* THE PROBLEM *
Each line of the data must be reproduced as it appears.

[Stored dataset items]
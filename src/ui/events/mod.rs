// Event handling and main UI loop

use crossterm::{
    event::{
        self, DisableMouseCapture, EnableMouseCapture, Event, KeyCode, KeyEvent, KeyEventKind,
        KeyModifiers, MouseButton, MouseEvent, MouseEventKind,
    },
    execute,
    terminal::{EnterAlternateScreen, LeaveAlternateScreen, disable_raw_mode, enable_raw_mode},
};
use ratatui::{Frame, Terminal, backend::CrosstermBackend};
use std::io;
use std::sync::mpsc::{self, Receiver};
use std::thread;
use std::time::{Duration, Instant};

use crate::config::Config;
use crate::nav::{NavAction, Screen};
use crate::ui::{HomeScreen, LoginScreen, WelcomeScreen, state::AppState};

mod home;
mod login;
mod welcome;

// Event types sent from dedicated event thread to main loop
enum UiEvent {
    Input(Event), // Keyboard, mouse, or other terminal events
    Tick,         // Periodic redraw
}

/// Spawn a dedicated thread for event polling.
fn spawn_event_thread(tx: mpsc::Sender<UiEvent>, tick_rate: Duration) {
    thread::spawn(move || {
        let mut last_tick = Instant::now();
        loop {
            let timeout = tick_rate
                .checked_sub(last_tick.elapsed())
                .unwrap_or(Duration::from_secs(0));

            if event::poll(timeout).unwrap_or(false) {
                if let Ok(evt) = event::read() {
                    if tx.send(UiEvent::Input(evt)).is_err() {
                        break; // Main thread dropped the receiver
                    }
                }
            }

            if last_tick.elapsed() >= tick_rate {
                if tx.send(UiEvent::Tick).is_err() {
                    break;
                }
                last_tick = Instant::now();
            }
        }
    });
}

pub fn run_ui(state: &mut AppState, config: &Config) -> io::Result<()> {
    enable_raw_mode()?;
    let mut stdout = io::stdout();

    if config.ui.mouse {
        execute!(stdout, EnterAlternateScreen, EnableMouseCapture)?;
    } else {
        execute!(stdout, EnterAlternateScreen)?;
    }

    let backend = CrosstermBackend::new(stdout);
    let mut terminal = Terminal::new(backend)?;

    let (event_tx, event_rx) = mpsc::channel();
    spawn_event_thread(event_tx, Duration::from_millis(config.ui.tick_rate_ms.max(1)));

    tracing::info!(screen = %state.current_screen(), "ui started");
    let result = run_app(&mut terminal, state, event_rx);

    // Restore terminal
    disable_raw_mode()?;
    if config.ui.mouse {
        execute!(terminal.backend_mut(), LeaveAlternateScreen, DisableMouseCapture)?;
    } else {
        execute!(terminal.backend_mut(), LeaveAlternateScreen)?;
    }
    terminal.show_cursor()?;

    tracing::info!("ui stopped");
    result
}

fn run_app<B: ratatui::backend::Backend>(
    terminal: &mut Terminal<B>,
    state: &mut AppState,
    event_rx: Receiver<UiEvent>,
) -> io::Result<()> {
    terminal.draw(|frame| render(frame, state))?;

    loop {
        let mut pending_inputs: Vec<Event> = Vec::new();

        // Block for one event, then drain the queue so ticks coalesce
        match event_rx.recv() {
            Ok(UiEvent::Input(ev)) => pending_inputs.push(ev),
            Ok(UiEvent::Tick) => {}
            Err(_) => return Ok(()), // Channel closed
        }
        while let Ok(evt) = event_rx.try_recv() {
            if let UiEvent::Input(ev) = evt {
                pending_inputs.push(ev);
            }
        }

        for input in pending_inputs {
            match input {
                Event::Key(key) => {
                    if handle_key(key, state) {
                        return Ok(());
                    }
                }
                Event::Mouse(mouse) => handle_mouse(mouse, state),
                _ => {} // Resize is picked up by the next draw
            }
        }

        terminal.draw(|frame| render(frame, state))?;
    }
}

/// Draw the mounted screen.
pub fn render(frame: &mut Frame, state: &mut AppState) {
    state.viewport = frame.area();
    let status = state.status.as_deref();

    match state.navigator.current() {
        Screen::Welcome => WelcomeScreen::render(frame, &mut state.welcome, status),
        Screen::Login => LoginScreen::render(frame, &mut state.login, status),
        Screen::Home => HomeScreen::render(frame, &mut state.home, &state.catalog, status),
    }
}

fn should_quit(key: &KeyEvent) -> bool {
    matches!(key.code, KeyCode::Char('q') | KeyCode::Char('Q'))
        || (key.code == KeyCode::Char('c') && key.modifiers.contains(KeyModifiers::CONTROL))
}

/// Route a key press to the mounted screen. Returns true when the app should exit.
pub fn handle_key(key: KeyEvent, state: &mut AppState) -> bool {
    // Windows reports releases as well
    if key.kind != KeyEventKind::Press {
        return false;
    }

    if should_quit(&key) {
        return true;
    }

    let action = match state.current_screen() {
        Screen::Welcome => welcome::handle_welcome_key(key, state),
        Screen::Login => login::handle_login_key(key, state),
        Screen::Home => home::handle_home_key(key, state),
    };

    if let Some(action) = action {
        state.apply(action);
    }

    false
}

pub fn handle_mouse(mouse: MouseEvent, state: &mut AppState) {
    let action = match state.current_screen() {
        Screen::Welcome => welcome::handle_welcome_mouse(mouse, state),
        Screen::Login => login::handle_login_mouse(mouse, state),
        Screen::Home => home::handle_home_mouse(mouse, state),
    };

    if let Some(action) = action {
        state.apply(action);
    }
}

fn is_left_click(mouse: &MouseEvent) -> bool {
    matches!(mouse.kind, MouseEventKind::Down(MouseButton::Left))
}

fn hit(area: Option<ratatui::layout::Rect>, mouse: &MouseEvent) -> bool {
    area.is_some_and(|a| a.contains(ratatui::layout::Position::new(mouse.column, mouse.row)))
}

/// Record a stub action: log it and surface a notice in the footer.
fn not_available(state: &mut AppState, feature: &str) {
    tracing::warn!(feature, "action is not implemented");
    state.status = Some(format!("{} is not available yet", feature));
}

* SOLUTION FOR THIS PROBLEM *
filename src/ui/events/mod.rs
// Event handling and main UI loop

use crossterm::{
    event::{
        self, DisableMouseCapture, EnableMouseCapture, Event, KeyCode, KeyEvent, KeyEventKind,
        KeyModifiers, MouseButton, MouseEvent, MouseEventKind,
    },
    execute,
    terminal::{EnterAlternateScreen, LeaveAlternateScreen, disable_raw_mode, enable_raw_mode},
};
use ratatui::{Frame, Terminal, backend::CrosstermBackend};
use std::io;
use std::sync::mpsc::{self, Receiver};
use std::thread;
use std::time::{Duration, Instant};

use crate::config::Config;
use crate::nav::{NavAction, Screen};
use crate::ui::{HomeScreen, LoginScreen, WelcomeScreen, state::AppState};

mod home;
mod login;
mod welcome;

// Event types sent from dedicated event thread to main loop
enum UiEvent {
    Input(Event), // Keyboard, mouse, or other terminal events
    Tick,         // Periodic redraw
}

/// Spawn a dedicated thread for event polling.
fn spawn_event_thread(tx: mpsc::Sender<UiEvent>, tick_rate: Duration) {
    thread::spawn(move || {
        let mut last_tick = Instant::now();
        loop {
            let timeout = tick_rate
                .checked_sub(last_tick.elapsed())
                .unwrap_or(Duration::from_secs(0));

            if event::poll(timeout).unwrap_or(false) {
                if let Ok(evt) = event::read() {
                    if tx.send(UiEvent::Input(evt)).is_err() {
                        break; // Main thread dropped the receiver
                    }
                }
            }

            if last_tick.elapsed() >= tick_rate {
                if tx.send(UiEvent::Tick).is_err() {
                    break;
                }
                last_tick = Instant::now();
            }
        }
    });
}

pub fn run_ui(state: &mut AppState, config: &Config) -> io::Result<()> {
    enable_raw_mode()?;
    let mut stdout = io::stdout();

    if config.ui.mouse {
        execute!(stdout, EnterAlternateScreen, EnableMouseCapture)?;
    } else {
        execute!(stdout, EnterAlternateScreen)?;
    }

    let backend = CrosstermBackend::new(stdout);
    let mut terminal = Terminal::new(backend)?;

    let (event_tx, event_rx) = mpsc::channel();
    spawn_event_thread(event_tx, Duration::from_millis(config.ui.tick_rate_ms.max(1)));

    tracing::info!(screen = %state.current_screen(), "ui started");
    let result = run_app(&mut terminal, state, event_rx);

    // Restore terminal
    disable_raw_mode()?;
    if config.ui.mouse {
        execute!(terminal.backend_mut(), LeaveAlternateScreen, DisableMouseCapture)?;
    } else {
        execute!(terminal.backend_mut(), LeaveAlternateScreen)?;
    }
    terminal.show_cursor()?;

    tracing::info!("ui stopped");
    result
}

fn run_app<B: ratatui::backend::Backend>(
    terminal: &mut Terminal<B>,
    state: &mut AppState,
    event_rx: Receiver<UiEvent>,
) -> io::Result<()> {
    terminal.draw(|frame| render(frame, state))?;

    loop {
        let mut pending_inputs: Vec<Event> = Vec::new();

        // Block for one event, then drain the queue so ticks coalesce
        match event_rx.recv() {
            Ok(UiEvent::Input(ev)) => pending_inputs.push(ev),
            Ok(UiEvent::Tick) => {}
            Err(_) => return Ok(()), // Channel closed
        }
        while let Ok(evt) = event_rx.try_recv() {
            if let UiEvent::Input(ev) = evt {
                pending_inputs.push(ev);
            }
        }

        for input in pending_inputs {
            match input {
                Event::Key(key) => {
                    if handle_key(key, state) {
                        return Ok(());
                    }
                }
                Event::Mouse(mouse) => handle_mouse(mouse, state),
                _ => {} // Resize is picked up by the next draw
            }
        }

        terminal.draw(|frame| render(frame, state))?;
    }
}

/// Draw the mounted screen.
pub fn render(frame: &mut Frame, state: &mut AppState) {
    state.viewport = frame.area();
    let status = state.status.as_deref();

    match state.navigator.current() {
        Screen::Welcome => WelcomeScreen::render(frame, &mut state.welcome, status),
        Screen::Login => LoginScreen::render(frame, &mut state.login, status),
        Screen::Home => HomeScreen::render(frame, &mut state.home, &state.catalog, status),
    }
}

fn should_quit(key: &KeyEvent) -> bool {
    matches!(key.code, KeyCode::Char('q') | KeyCode::Char('Q'))
        || (key.code == KeyCode::Char('c') && key.modifiers.contains(KeyModifiers::CONTROL))
}

/// Route a key press to the mounted screen. Returns true when the app should exit.
pub fn handle_key(key: KeyEvent, state: &mut AppState) -> bool {
    // Windows reports releases as well
    if key.kind != KeyEventKind::Press {
        return false;
    }

    if should_quit(&key) {
        return true;
    }

    let action = match state.current_screen() {
        Screen::Welcome => welcome::handle_welcome_key(key, state),
        Screen::Login => login::handle_login_key(key, state),
        Screen::Home => home::handle_home_key(key, state),
    };

    if let Some(action) = action {
        state.apply(action);
    }

    false
}

pub fn handle_mouse(mouse: MouseEvent, state: &mut AppState) {
    let action = match state.current_screen() {
        Screen::Welcome => welcome::handle_welcome_mouse(mouse, state),
        Screen::Login => login::handle_login_mouse(mouse, state),
        Screen::Home => home::handle_home_mouse(mouse, state),
    };

    if let Some(action) = action {
        state.apply(action);
    }
}

fn is_left_click(mouse: &MouseEvent) -> bool {
    matches!(mouse.kind, MouseEventKind::Down(MouseButton::Left))
}

fn hit(area: Option<ratatui::layout::Rect>, mouse: &MouseEvent) -> bool {
    area.is_some_and(|a| a.contains(ratatui::layout::Position::new(mouse.column, mouse.row)))
}

/// Record a stub action: log it and surface a notice in the footer.
fn not_available(state: &mut AppState, feature: &str) {
    tracing::warn!(feature, "action is not implemented");
    state.status = Some(format!("{} is not available yet", feature));
}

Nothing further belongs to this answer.